El Águila de Veracruz – No. 53
- Pitcher
- Born: December 21, 1993 (age 32) Ciudad Obregón, Sonora, Mexico
- Bats: RightThrows: Right

= Fabián Anguamea =

Mexican baseball player (born 1993)

Jesús Fabián Anguamea (born December 21, 1993) is a Mexican professional baseball pitcher for El Águila de Veracruz of the Mexican League. He played for the Mexico national baseball team in the 2020 Summer Olympics.

==Career==
===Diablos Rojos del México===
On June 5, 2013, Anguamea signed with the Diablos Rojos del México of the Mexican League. He made his professional debut that season, pitching in 10 games and recording a 5.73 ERA. The following season, Anguamea struggled to a 6.92 ERA in 8 games for the team. In 2015, he pitched to a 3.58 ERA in 22 appearances. The next year, Anguamea pitched in 17 games for México, logging an 0-1 record and 5.70 ERA with 26 strikeouts in 30.0 innings of work. For the 2017 season, Anguamea pitched to a 5-2 record and 4.29 ERA in 27 appearances. In 2018, Anguamea 23 games for the team, posting a 3-3 record with 61 strikeouts in 58 1/3 innings pitched. In 2019, he registered a 6.18 ERA in 31 games for the team. Anguamea did not play in a game in 2020 due to the cancellation of the Mexican League season because of the COVID-19 pandemic. In 7 games for the team in 2021, Anguamea struggled to a 10.00 ERA with 9 strikeouts in as many innings.

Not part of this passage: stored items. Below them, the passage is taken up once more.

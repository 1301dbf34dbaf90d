use crate::error::ConfigError;
use crate::prompt::PromptTemplates;
use serde::Deserialize;
use std::path::{Path, PathBuf};

#[derive(Debug, Clone, Default, Deserialize)]
#[serde(default)]
pub struct Config {
    pub storage: StorageConfig,
    pub ingest: IngestConfig,
    pub retrieval: RetrievalConfig,
    pub router: RouterConfig,
    pub embedding: EmbeddingConfig,
    pub inference: InferenceConfig,
    pub ocr: OcrConfig,
    pub prompts: PromptConfig,
}

#[derive(Debug, Clone, Deserialize)]
#[serde(default)]
pub struct StorageConfig {
    /// Holds `chunks.jsonl` and `documents.json`.
    pub data_dir: PathBuf,
    /// Holds page artifacts and OCR transcripts.
    pub work_dir: PathBuf,
}

impl Default for StorageConfig {
    fn default() -> Self {
        Self {
            data_dir: PathBuf::from("./data"),
            work_dir: PathBuf::from("./processed_docs"),
        }
    }
}

impl StorageConfig {
    pub fn index_path(&self) -> PathBuf {
        self.data_dir.join("chunks.jsonl")
    }

    pub fn registry_path(&self) -> PathBuf {
        self.data_dir.join("documents.json")
    }

    pub fn artifacts_dir(&self) -> PathBuf {
        self.work_dir.join("artifacts")
    }

    pub fn transcripts_dir(&self) -> PathBuf {
        self.work_dir.join("transcripts")
    }
}

#[derive(Debug, Clone, Deserialize)]
#[serde(default)]
pub struct IngestConfig {
    pub chunk_max_chars: usize,
    pub chunk_overlap_chars: usize,
    pub min_chunk_chars: usize,
    /// Persist the checkpoint after this many pages.
    pub checkpoint_every: u32,
    /// OCR regions below this confidence are dropped.
    pub min_ocr_confidence: f32,
    pub embed_batch_size: usize,
    /// Maximum number of ingestion jobs running at once.
    pub queue_depth: usize,
    pub keep_artifacts: bool,
}

impl Default for IngestConfig {
    fn default() -> Self {
        Self {
            chunk_max_chars: 500,
            chunk_overlap_chars: 50,
            min_chunk_chars: 1,
            checkpoint_every: 10,
            min_ocr_confidence: 0.0,
            embed_batch_size: 64,
            queue_depth: 2,
            keep_artifacts: true,
        }
    }
}

#[derive(Debug, Clone, Deserialize)]
#[serde(default)]
pub struct RetrievalConfig {
    pub top_k: usize,
    /// A result with distance at or below this counts as a hit.
    pub distance_threshold: f32,
}

impl Default for RetrievalConfig {
    fn default() -> Self {
        Self {
            top_k: 5,
            distance_threshold: 0.40,
        }
    }
}

#[derive(Debug, Clone, Deserialize)]
#[serde(default)]
pub struct RouterConfig {
    pub high_density: f32,
    pub low_density: f32,
    pub min_diversity: usize,
    pub density_weight: f32,
    pub diversity_weight: f32,
    /// Diversity at which the normalised diversity term saturates.
    pub diversity_saturation: usize,
    /// Multiplier applied to best-effort and fallback decisions.
    pub degraded_factor: f32,
}

impl Default for RouterConfig {
    fn default() -> Self {
        Self {
            high_density: 0.6,
            low_density: 0.2,
            min_diversity: 2,
            density_weight: 0.7,
            diversity_weight: 0.3,
            diversity_saturation: 3,
            degraded_factor: 0.5,
        }
    }
}

#[derive(Debug, Clone, Deserialize)]
#[serde(default)]
pub struct EmbeddingConfig {
    /// `ngram` (offline, deterministic) or `ollama`.
    pub provider: String,
    pub model: String,
    pub url: String,
    pub dims: usize,
    pub max_retries: u32,
    pub timeout_secs: u64,
}

impl Default for EmbeddingConfig {
    fn default() -> Self {
        Self {
            provider: "ngram".to_string(),
            model: "nomic-embed-text".to_string(),
            url: "http://localhost:11434".to_string(),
            dims: crate::embeddings::DEFAULT_EMBEDDING_DIMENSIONS,
            max_retries: 3,
            timeout_secs: 30,
        }
    }
}

#[derive(Debug, Clone, Deserialize)]
#[serde(default)]
pub struct InferenceConfig {
    pub url: String,
    pub model: String,
    pub temperature: f32,
    pub top_p: f32,
    pub max_tokens: u32,
    pub connect_timeout_secs: u64,
}

impl Default for InferenceConfig {
    fn default() -> Self {
        Self {
            url: "http://localhost:11434".to_string(),
            model: "qwen2.5:72b".to_string(),
            temperature: 0.7,
            top_p: 0.9,
            max_tokens: 2_000,
            connect_timeout_secs: 10,
        }
    }
}

#[derive(Debug, Clone, Deserialize)]
#[serde(default)]
pub struct OcrConfig {
    /// `text-layer` (read embedded PDF text) or `http`.
    pub provider: String,
    pub endpoint: Option<String>,
    /// Name of the environment variable holding the endpoint's bearer token.
    pub api_key_env: String,
    pub languages: String,
}

impl Default for OcrConfig {
    fn default() -> Self {
        Self {
            provider: "text-layer".to_string(),
            endpoint: None,
            api_key_env: "OCR_API_KEY".to_string(),
            languages: "jpn+eng".to_string(),
        }
    }
}

#[derive(Debug, Clone, Default, Deserialize)]
#[serde(default)]
pub struct PromptConfig {
    pub corpus: Option<String>,
    pub general: Option<String>,
    pub hybrid: Option<String>,
    pub clarification: Option<String>,
}

impl Config {
    pub fn load(path: &Path) -> Result<Self, ConfigError> {
        let content = std::fs::read_to_string(path)?;
        let config = Self::from_toml(&content)?;
        tracing::info!(path = %path.display(), "configuration loaded");
        Ok(config)
    }

    /// Falls back to defaults when the file does not exist.
    pub fn load_or_default(path: &Path) -> Result<Self, ConfigError> {
        if path.exists() {
            Self::load(path)
        } else {
            tracing::info!(path = %path.display(), "no configuration file, using defaults");
            let config = Self::default();
            config.validate()?;
            Ok(config)
        }
    }

    pub fn from_toml(content: &str) -> Result<Self, ConfigError> {
        let config: Config = toml::from_str(content)?;
        config.validate()?;
        Ok(config)
    }

    pub fn validate(&self) -> Result<(), ConfigError> {
        let ingest = &self.ingest;
        if ingest.chunk_max_chars == 0 {
            return Err(invalid("ingest.chunk_max_chars", "must be greater than zero"));
        }
        if ingest.chunk_overlap_chars >= ingest.chunk_max_chars {
            return Err(invalid(
                "ingest.chunk_overlap_chars",
                "must be smaller than ingest.chunk_max_chars",
            ));
        }
        if ingest.checkpoint_every == 0 {
            return Err(invalid("ingest.checkpoint_every", "must be at least 1"));
        }
        if ingest.queue_depth == 0 {
            return Err(invalid("ingest.queue_depth", "must be at least 1"));
        }
        if ingest.embed_batch_size == 0 {
            return Err(invalid("ingest.embed_batch_size", "must be at least 1"));
        }
        if !(0.0..=1.0).contains(&ingest.min_ocr_confidence) {
            return Err(invalid("ingest.min_ocr_confidence", "must be within [0, 1]"));
        }

        if self.retrieval.top_k == 0 {
            return Err(invalid("retrieval.top_k", "must be at least 1"));
        }
        if self.retrieval.distance_threshold < 0.0 {
            return Err(invalid("retrieval.distance_threshold", "must not be negative"));
        }

        let router = &self.router;
        for (field, value) in [
            ("router.high_density", router.high_density),
            ("router.low_density", router.low_density),
            ("router.density_weight", router.density_weight),
            ("router.diversity_weight", router.diversity_weight),
            ("router.degraded_factor", router.degraded_factor),
        ] {
            if !(0.0..=1.0).contains(&value) {
                return Err(invalid(field, "must be within [0, 1]"));
            }
        }
        if router.low_density >= router.high_density {
            return Err(invalid(
                "router.low_density",
                "must be smaller than router.high_density",
            ));
        }
        if router.diversity_saturation == 0 {
            return Err(invalid("router.diversity_saturation", "must be at least 1"));
        }

        if !matches!(self.embedding.provider.as_str(), "ngram" | "ollama") {
            return Err(invalid("embedding.provider", "expected `ngram` or `ollama`"));
        }
        if self.embedding.dims == 0 {
            return Err(invalid("embedding.dims", "must be greater than zero"));
        }
        url::Url::parse(&self.inference.url)
            .map_err(|error| invalid("inference.url", &error.to_string()))?;

        match self.ocr.provider.as_str() {
            "text-layer" => {}
            "http" => {
                if self.ocr.endpoint.as_deref().map_or(true, |value| value.trim().is_empty()) {
                    return Err(invalid("ocr.endpoint", "required when ocr.provider = \"http\""));
                }
            }
            _ => return Err(invalid("ocr.provider", "expected `text-layer` or `http`")),
        }

        PromptTemplates::from_config(&self.prompts)?;
        Ok(())
    }
}

fn invalid(field: &str, reason: &str) -> ConfigError {
    ConfigError::Invalid {
        field: field.to_string(),
        reason: reason.to_string(),
    }
}

#[cfg(test)]
mod tests {
    use super::*;

    #[test]
    fn empty_file_yields_defaults() {
        let config = Config::from_toml("").expect("defaults are valid");
        assert_eq!(config.retrieval.top_k, 5);
        assert!((config.retrieval.distance_threshold - 0.40).abs() < f32::EPSILON);
        assert_eq!(config.router.min_diversity, 2);
        assert_eq!(config.storage.index_path(), PathBuf::from("./data/chunks.jsonl"));
    }

    #[test]
    fn partial_sections_keep_other_defaults() {
        let config = Config::from_toml(
            r#"
            [retrieval]
            distance_threshold = 0.25

            [ingest]
            chunk_max_chars = 300
            checkpoint_every = 4
            "#,
        )
        .expect("config should parse");

        assert!((config.retrieval.distance_threshold - 0.25).abs() < f32::EPSILON);
        assert_eq!(config.retrieval.top_k, 5);
        assert_eq!(config.ingest.chunk_max_chars, 300);
        assert_eq!(config.ingest.chunk_overlap_chars, 50);
        assert_eq!(config.ingest.checkpoint_every, 4);
    }

    #[test]
    fn overlap_must_be_smaller_than_chunk() {
        let error = Config::from_toml(
            r#"
            [ingest]
            chunk_max_chars = 100
            chunk_overlap_chars = 100
            "#,
        )
        .unwrap_err();
        assert!(matches!(error, ConfigError::Invalid { field, .. } if field == "ingest.chunk_overlap_chars"));
    }

    #[test]
    fn density_thresholds_must_be_ordered() {
        let error = Config::from_toml(
            r#"
            [router]
            high_density = 0.3
            low_density = 0.5
            "#,
        )
        .unwrap_err();
        assert!(matches!(error, ConfigError::Invalid { field, .. } if field == "router.low_density"));
    }

    #[test]
    fn http_ocr_requires_endpoint() {
        let error = Config::from_toml(
            r#"
            [ocr]
            provider = "http"
            "#,
        )
        .unwrap_err();
        assert!(matches!(error, ConfigError::Invalid { field, .. } if field == "ocr.endpoint"));
    }

    #[test]
    fn broken_prompt_template_is_rejected_at_load() {
        let error = Config::from_toml(
            r#"
            [prompts]
            corpus = "Answer {question} without any context"
            "#,
        )
        .unwrap_err();
        assert!(matches!(error, ConfigError::MissingPlaceholder { .. }));
    }
}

===Tigres de Quintana Roo===
On June 15, 2021, Anguamea was traded to the Tigres de Quintana Roo along with Octavio Acosta and Carlos De Leon in exchange for Luis Ivan Rodriguez. In 15 appearances, he recorded an 0.56 ERA with 11 strikeouts across 16.0 innings pitched.

In 2022, Anguamea pitched in 37 games for Quintana Roo, logging a 4.15 ERA with 37 strikeouts and 2 saves. He did not appear in a game in 2023, and was released by the team on March 11, 2024.

===El Águila de Veracruz===
On May 15, 2024, Anguamea signed with El Águila de Veracruz of the Mexican League. In 13 relief appearances, he logged a 5.68 ERA and 15 strikeouts over 12 2/3 innings.

===Pericos de Puebla===
On December 4, 2024, Anguamea was traded to the Rieleros de Aguascalientes of the Mexican League. On February 4, 2025, Anguamea was traded to the Pericos de Puebla in exchange for Irving Lopez. In four appearances for Puebla, he struggled to a 9.64 ERA with one strikeout across 4 2/3 innings pitched. Anguamea was released by the Pericos on May 1.

===El Águila de Veracruz (second stint)===
On May 24, 2025, Anguamea signed with El Águila de Veracruz of the Mexican League.

==International career==
Anguamea was selected to the Mexico national baseball team for the 2020 Summer Olympics (contested in July 2021), as a replacement for Sammy Solís, who tested positive for COVID-19.